By Chris Villemez & Kemal Sanjta
| | 12 min read


This blog post will clarify the issues that even minor packet loss can pose to application experience.

Every application architect desires a loss-free end-to-end path.  As we previously discussed in Part 1: The Surprising Impact of 1% Packet Loss, it is evident that even the smallest amount of packet loss can cause significant throughput degradation. In fact, a mere 1% packet loss was shown to have a catastrophic impact on TCP throughput. Yet, we know that TCP has been designed to deal with these types of situations. The same mechanisms used by TCP to maximize throughput and to account for data loss by retransmitting missing data also power the efficiency and usability of your cloud and Internet delivered TCP applications.

We also recognize that network loss does happen, whether due to resource contention, a hardware fault, or human error. So how does similar packet loss impact your applications and digital services? Should you rally the troops any time you observe at least 1% packet loss? For application performance, there are additional factors to consider beyond packet loss percentages. In practice, the amount of performance degradation can fluctuate considerably based on additional application-layer elements as well as the nature and location of the loss.

You really just want to answer these fundamental questions: 

  • When network degradation occurs, what is the user-perceived impact on the applications for which you’re responsible?  

  • How will you know when users are experiencing poor performance with these applications?

  • Can you deploy, monitor, and manage digital services in a way that maximizes user experience?

Despite these questions being rather foundational, actually knowing how to get to the answers can be challenging. That’s because not all applications will react in the same manner to the same levels of network degradation. Nevertheless, the following is also always true: data dropped by the network, or data that arrives late, or data that arrives out of order, will always be the bane of healthy application performance. 

Let’s start by looking at the requirements applications have for the network and how these requirements can differ between applications, despite each of them wanting timely network communication delivered to endpoints as loss-free as possible and as orderly as possible. 

Many Application Variables 

Application behavior plays an important role in the overall impact that packet loss can have on the user experience. For example, does the application require a lengthy, persistent TCP session? Does it move large amounts of data, such as with video or images, or is it mostly transactional with smaller amounts of data, such as API calls or SSH sessions? Does the application bring data together from many different sources to create a single user experience, such as many of today’s modern web applications?

From a user experience perspective, some applications respond better than others to increased packet loss. This is why it’s necessary to directly measure the individual application in question to understand how packet loss impacts its specific performance. This is in addition to measuring the end-to-end performance of the various IP networks the application utilizes. Different applications can handle problems in different ways. For example, a web application front-end may send HTTP 500 responses when there is an issue on the web server side, or when an important application dependency is timing out, or perhaps when a particular script is taking an undo amount of time to process. This HTTP 500 response is, therefore, essential information to know if you support that application.

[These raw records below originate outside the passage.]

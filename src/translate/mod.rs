//! The conversion core: wire types, the intermediate representation, and the
//! adapters, sessions and pipelines that move data between them.
//!
//! Nothing in this module performs I/O; streams are consumed as they are
//! handed in.

pub mod adapter;
pub mod anthropic;
pub mod anthropic_types;
pub mod buffer;
pub mod ir;
pub mod openai;
pub mod openai_types;
pub mod pipeline;
pub mod registry;
pub mod session;

pub use adapter::{ProviderAdapter, StreamContext, StreamFraming, WireAdapter};
pub use anthropic::AnthropicAdapter;
pub use buffer::ChunkBuffer;
pub use ir::{
    ChoiceContent, IrChoice, IrDelta, IrError, IrMessage, IrRequest, IrResponse, IrRole,
    IrStreamEvent, IrUsage,
};
pub use openai::OpenAiAdapter;
pub use pipeline::{ConversionPipeline, StreamEncoder};
pub use registry::{ProviderRegistry, RegistryBuilder};
pub use session::{SessionState, StreamSession};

ThousandEyes’ layered synthetics accommodates multiple types of probing and enables you to correlate issues over exceptionally short periods of time. Figure 1 shows the impact of packet loss on web server availability. Availability represents the ability to successfully complete several different tasks, such as DNS resolution, establishing a TCP connection, negotiating a TLS session, and more. Figure 1 shows a spike in loss that directly correlates with a drop in server availability, highlighting the relationship between the two layers (L3 impact having negative consequences on L7). 

Snapshot of ThousandEyes platform showing correlation between the spike in packet loss and HTTP server availability
Figure 1. Correlation between the spike in packet loss and HTTP Server Availability

Many Loss Variables

The other important factor in understanding the impact of packet loss is the nature of the loss itself. Just knowing the percentage of loss over a timeframe is not terribly helpful if there is nothing actionable resulting from that information. First, what is causing the loss? This seems like an obvious question, but it warrants a mention. Loss is caused by two primary things: 1) Faults, or unexpected events in hardware, software, or design that impact normal function and healthy traffic flows; and 2) Resource constraints somewhere in the end-to-end path, whereby a data forwarding node is handling too much load and begins dropping IP packets. Each of these conditions has very different remediation strategies.

If the event is not due to a fault, it would be helpful to know if the observed loss is sustained or brief, as well as if it is intermittent or persistent. Continuously measuring and baselining end-to-end performance is critical to understanding the full behavior and helps to inform actions for fixing or improving faults and lossy paths. 

Many Networks

It also matters where the loss occurs. If it’s in your environment, there may be a way to apply a direct fix. An issue within an SD-WAN fabric, for example, may be able to be remediated using normal SD-WAN controls. Or, perhaps the loss is in a provider environment with whom you have a relationship, SLAs, and support agreements—and so you can call and escalate to the appropriate support team. Furthermore, by knowing the location and behavior of the loss, it might also be possible to steer traffic around the problem by implementing a BGP or DNS change.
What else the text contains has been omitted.